Étrange randonnée que celle qui commence non pas au son des grillons, mais avec la mélodie entêtante d’une jungle sncf. Les 21 étapes de Caravan, déambulation métropolitaine initiée par le caue13, ont bel et bien débuté à la gare d’Aix-en-Provence TGV. La suite : la traversée de Vitrolles puis celle, les pieds dans l’eau, de l’A7 pour arriver à la station plm de Pas-des-Lanciers. Le point d’arrivée de cette première marche s’est transformé, deux semaines plus tard, en départ de l’étape numéro 2, et ainsi de suite, jusqu’à Marignane, Martigues et le retour au début de la boucle… un an plus tard.

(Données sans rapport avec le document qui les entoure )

//! `driftsite init`: non-interactive site setup.

use std::path::Path;

use anyhow::{bail, Result};

use driftsite_core::Keys;

use crate::config::SiteConfig;

pub fn run(
    dir: &Path,
    key: Option<String>,
    relays: Vec<String>,
    servers: Vec<String>,
    gateway_host: Option<String>,
) -> Result<()> {
    if SiteConfig::path(dir).exists() {
        bail!(
            "{} already exists in {}",
            crate::config::CONFIG_FILE,
            dir.display()
        );
    }
    if !dir.is_dir() {
        bail!("{} is not a directory", dir.display());
    }

    let keys = match key {
        Some(key) => Keys::parse(&key)?,
        None => Keys::generate(),
    };

    let config = SiteConfig {
        relays,
        servers,
        gateway_host: gateway_host.unwrap_or_else(|| "driftsite.page".to_string()),
        private_key: Some(keys.nsec()),
        signer_credential: None,
        profile: None,
    };
    config.save(dir)?;

    println!("Initialized {}", SiteConfig::path(dir).display());
    println!("Publisher: {}", keys.npub());
    println!(
        "Gateway:   https://{}.{}/",
        keys.npub(),
        config.gateway_host
    );
    if config.relays.is_empty() {
        println!("Note: add at least one relay to driftsite.json before publishing.");
    }
    if config.servers.is_empty() {
        println!("Note: add at least one blob server to driftsite.json before publishing.");
    }
    Ok(())
}
// SPDX-FileCopyrightText: 2026 Driftsite Contributors
//
// SPDX-License-Identifier: GPL-3.0-or-later

//! Site Scanner
//!
//! Enumerates a local directory tree, applies ignore rules, and produces
//! one [`FileEntry`] per included file with its size, content hash and
//! media type computed in a single streaming pass.

pub mod ignore;
pub mod media;

use std::collections::HashSet;
use std::fs::File;
use std::io::Read;
use std::path::{Path, PathBuf};

use ring::digest::{Context, SHA256};
use thiserror::Error;
use tracing::{debug, warn};

use crate::event::Event;
use ignore::IgnoreRules;

/// Files at or under this size keep their bytes buffered after hashing so
/// the upload pass does not have to re-read them.
pub const SMALL_FILE_LIMIT: u64 = 1024 * 1024;

/// Scanner errors that abort the walk entirely. Per-file problems are
/// collected in [`ScanReport::issues`] instead.
#[derive(Error, Debug)]
pub enum ScanError {
    #[error("Site root {0} does not exist or is not a directory")]
    BadRoot(PathBuf),

    #[error("Invalid ignore pattern '{pattern}': {message}")]
    BadPattern { pattern: String, message: String },

    #[error("I/O error reading {path}: {source}")]
    Io {
        path: String,
        #[source]
        source: std::io::Error,
    },
}

/// One file of a site, local or remote.
#[derive(Debug, Clone)]
pub struct FileEntry {
    /// Logical path: leading `/`, forward slashes, unique within a set.
    pub path: String,
    /// Content size in bytes.
    pub size: u64,
    /// Lowercase hex SHA-256 of the raw content.
    pub hash: String,
    /// Media type string, `application/octet-stream` when unknown.
    pub media_type: String,
    /// Raw bytes, populated only when the file is about to be uploaded.
    pub content: Option<Vec<u8>>,
    /// For remote entries: the announcement event this entry came from.
    pub source_event: Option<Event>,
}

impl FileEntry {
    /// Loads the content bytes from disk if they are not already buffered.
    /// Runs after the walk, so it suspends instead of blocking the
    /// executor.
    pub async fn load_content(&mut self, root: &Path) -> Result<(), ScanError> {
        if self.content.is_some() {
            return Ok(());
        }
        let on_disk = root.join(self.path.trim_start_matches('/'));
        let bytes = tokio::fs::read(&on_disk)
            .await
            .map_err(|source| ScanError::Io {
                path: self.path.clone(),
                source,
            })?;
        self.content = Some(bytes);
        Ok(())
    }

    /// Drops any buffered content, keeping the metadata.
    pub fn release_content(&mut self) {
        self.content = None;
    }
}

/// A per-file problem recorded during the walk.
#[derive(Debug, Clone)]
pub struct ScanIssue {
    pub path: String,
    pub message: String,
}

/// Result of walking a site root.
#[derive(Debug, Default)]
pub struct ScanReport {
    /// Included files, ordered lexicographically by path.
    pub files: Vec<FileEntry>,
    /// Ignored paths (files and pruned directories), ordered.
    pub ignored: Vec<String>,
    /// Files that could not be read; excluded from `files`.
    pub issues: Vec<ScanIssue>,
}

/// Walks `root`, applying `rules`, and hashes every included file.
///
/// I/O errors on individual files are recorded as issues and do not abort
/// the walk. Symbolic-link loops are broken by device+inode tracking.
pub fn scan_site(root: &Path, rules: &IgnoreRules) -> Result<ScanReport, ScanError> {
    if !root.is_dir() {
        return Err(ScanError::BadRoot(root.to_path_buf()));
    }

    let mut report = ScanReport::default();
    let mut visited_dirs = HashSet::new();
    walk_dir(root, root, rules, &mut visited_dirs, &mut report);

    report.files.sort_by(|a, b| a.path.cmp(&b.path));
    report.ignored.sort();
    debug!(
        files = report.files.len(),
        ignored = report.ignored.len(),
        issues = report.issues.len(),
        "site scan complete"
    );
    Ok(report)
}

fn walk_dir(
    root: &Path,
    dir: &Path,
    rules: &IgnoreRules,
    visited: &mut HashSet<(u64, u64)>,
    report: &mut ScanReport,
) {
    if let Some(key) = dir_identity(dir) {
        if !visited.insert(key) {
            warn!(path = %dir.display(), "symlink loop detected, skipping");
            return;
        }
    }

    let entries = match std::fs::read_dir(dir) {
        Ok(entries) => entries,
        Err(e) => {
            report.issues.push(ScanIssue {
                path: logical_path(root, dir),
                message: e.to_string(),
            });
            return;
        }
    };

    for entry in entries {
        let entry = match entry {
            Ok(entry) => entry,
            Err(e) => {
                report.issues.push(ScanIssue {
                    path: logical_path(root, dir),
                    message: e.to_string(),
                });
                continue;
            }
        };

        let path = entry.path();
        let relative = relative_path(root, &path);

        // fs::metadata follows symlinks so linked trees are included.
        let metadata = match std::fs::metadata(&path) {
            Ok(m) => m,
            Err(e) => {
                report.issues.push(ScanIssue {
                    path: format!("/{relative}"),
                    message: e.to_string(),
                });
                continue;
            }
        };

        if rules.is_ignored(&relative) {
            report.ignored.push(format!("/{relative}"));
            continue;
        }

        if metadata.is_dir() {
            walk_dir(root, &path, rules, visited, report);
        } else if metadata.is_file() {
            match hash_file(&path, metadata.len()) {
                Ok((hash, size, content)) => report.files.push(FileEntry {
                    path: format!("/{relative}"),
                    size,
                    hash,
                    media_type: media::media_type_for(&path),
                    content,
                    source_event: None,
                }),
                Err(e) => report.issues.push(ScanIssue {
                    path: format!("/{relative}"),
                    message: e.to_string(),
                }),
            }
        }
    }
}

/// Hashes a file in one streaming pass, buffering the content only for
/// small files.
fn hash_file(
    path: &Path,
    expected_len: u64,
) -> Result<(String, u64, Option<Vec<u8>>), std::io::Error> {
    let mut file = File::open(path)?;
    let mut context = Context::new(&SHA256);
    let mut size = 0u64;

    let buffer_content = expected_len <= SMALL_FILE_LIMIT;
    let mut content = if buffer_content {
        Some(Vec::with_capacity(expected_len as usize))
    } else {
        None
    };

    let mut chunk = [0u8; 64 * 1024];
    loop {
        let n = file.read(&mut chunk)?;
        if n == 0 {
            break;
        }
        context.update(&chunk[..n]);
        size += n as u64;
        if let Some(buf) = content.as_mut() {
            buf.extend_from_slice(&chunk[..n]);
        }
    }

    // A file that grew past the limit while being read is not worth caching.
    if size > SMALL_FILE_LIMIT {
        content = None;
    }

    Ok((hex::encode(context.finish().as_ref()), size, content))
}

/// Path relative to the root, forward slashes on every platform.
fn relative_path(root: &Path, path: &Path) -> String {
    let relative = path.strip_prefix(root).unwrap_or(path);
    let parts: Vec<String> = relative
        .components()
        .map(|c| c.as_os_str().to_string_lossy().into_owned())
        .collect();
    parts.join("/")
}

fn logical_path(root: &Path, path: &Path) -> String {
    format!("/{}", relative_path(root, path))
}

#[cfg(unix)]
fn dir_identity(dir: &Path) -> Option<(u64, u64)> {
    use std::os::unix::fs::MetadataExt;
    std::fs::metadata(dir).ok().map(|m| (m.dev(), m.ino()))
}

#[cfg(not(unix))]
fn dir_identity(_dir: &Path) -> Option<(u64, u64)> {
    None
}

Un vendredi sur deux, les architectes du caue ont entraîné avec eux maires des contrées traversées, habitants curieux et experts du territoire pour une journée de marche. Une promenade pas comme les autres dont le fil vert était le gr 2013, grand-huit dessiné à travers « l’hypervillage provençal » par Baptiste Lanaspèze, de la maison d’édition Wildproject. Conçu dans le cadre de Marseille-Provence 2013, ce tracé de 365 kilomètres a fédéré 38 communes, dont les différents acteurs ont accepté de venir chausser leurs baskets pour se rencontrer au fil du territoire. L’occasion de parler ensemble de l’état des paysages d’un Grand Marseille oscillant sans cesse entre ville et campagne : « Étrange, à la fois bucolique et blessé », s’exclame un promeneur ; « ailleurs au milieu de nulle part », précise un autre. Les qualificatifs et expressions concernant les panoramas n’ont pas manqué de fuser au cours de ces traversées. Au fil des saisons, plusieurs soirées publiques étaient d’ailleurs organisées dans les communes pour permettre à tous les habitants d'entendre et de voir le récit de cette exploration… avec une projection dans une caravane, pour reprendre l’intitulé nomade du concept. Car marcher favorise discussion, débat… et compréhension.
Redevenir touriste ?
Mettre un pied devant l’autre pour décrypter un site, la méthode n’est pas si étonnante qu’il n’y paraît. Comme l’explique Frédéric Gimmig, architecte-conseil au caue13 : « Dans l’urbanisme, un courant tend à penser que le territoire, il faut l’arpenter et le dessiner. Ce sont deux façons de bien le connaître. Seulement à partir de là, on peut commencer à le problématiser. “ Arpentage ”, ce mot de géomètre, signifie prendre la mesure d’un terrain avec son corps, ensuite vient le dessin, manière peut-être plus intellectuelle de comprendre un lieu, mais qui est aussi une façon de réintroduire le corps par la main, à la rencontre d’un terrain. » Se promener pour mieux découvrir donc, mais aussi communiquer. Les maires des communes traversées étaient ainsi invités à se serrer la main à l’endroit même des limites administratives, car « le gr 2013, rappelle Baptiste Lanaspèze, est aussi un projet de « débalkanisation », où l’on repère les frontières et où on les passe ensemble… » Lorsque les lignes administratives qui morcellent les espaces tombent et que les autoroutes se contournent à pied, des étangs se révèlent soudain et des ruines abandonnées à la friche apparaissent au détour d’un cordon dunaire. Cette aventure relative est riche d’enseignements. Aux habitués de l’endroit, elle redonne, le temps de quelques pas, un regard naïf sur l’endroit où ils vivent, et l’envie, peut-être, de redécouvrir ces localités quotidiennes souvent incomprises, tandis que les visiteurs de passage surprennent la richesse d’espaces périurbains souvent décriés et méconnus. Et si les randonneurs du vendredi ont aujourd’hui rangé leur sac à dos, reste un sentier sur lequel marcher ou… surfer. Grâce aux enregistrements captés par une fréquence locale, Radio Grenouille, cette expédition pédestre est en effet à découvrir en sons et en images sur www.caravan2013.org. Une marche à suivre… et à écouter !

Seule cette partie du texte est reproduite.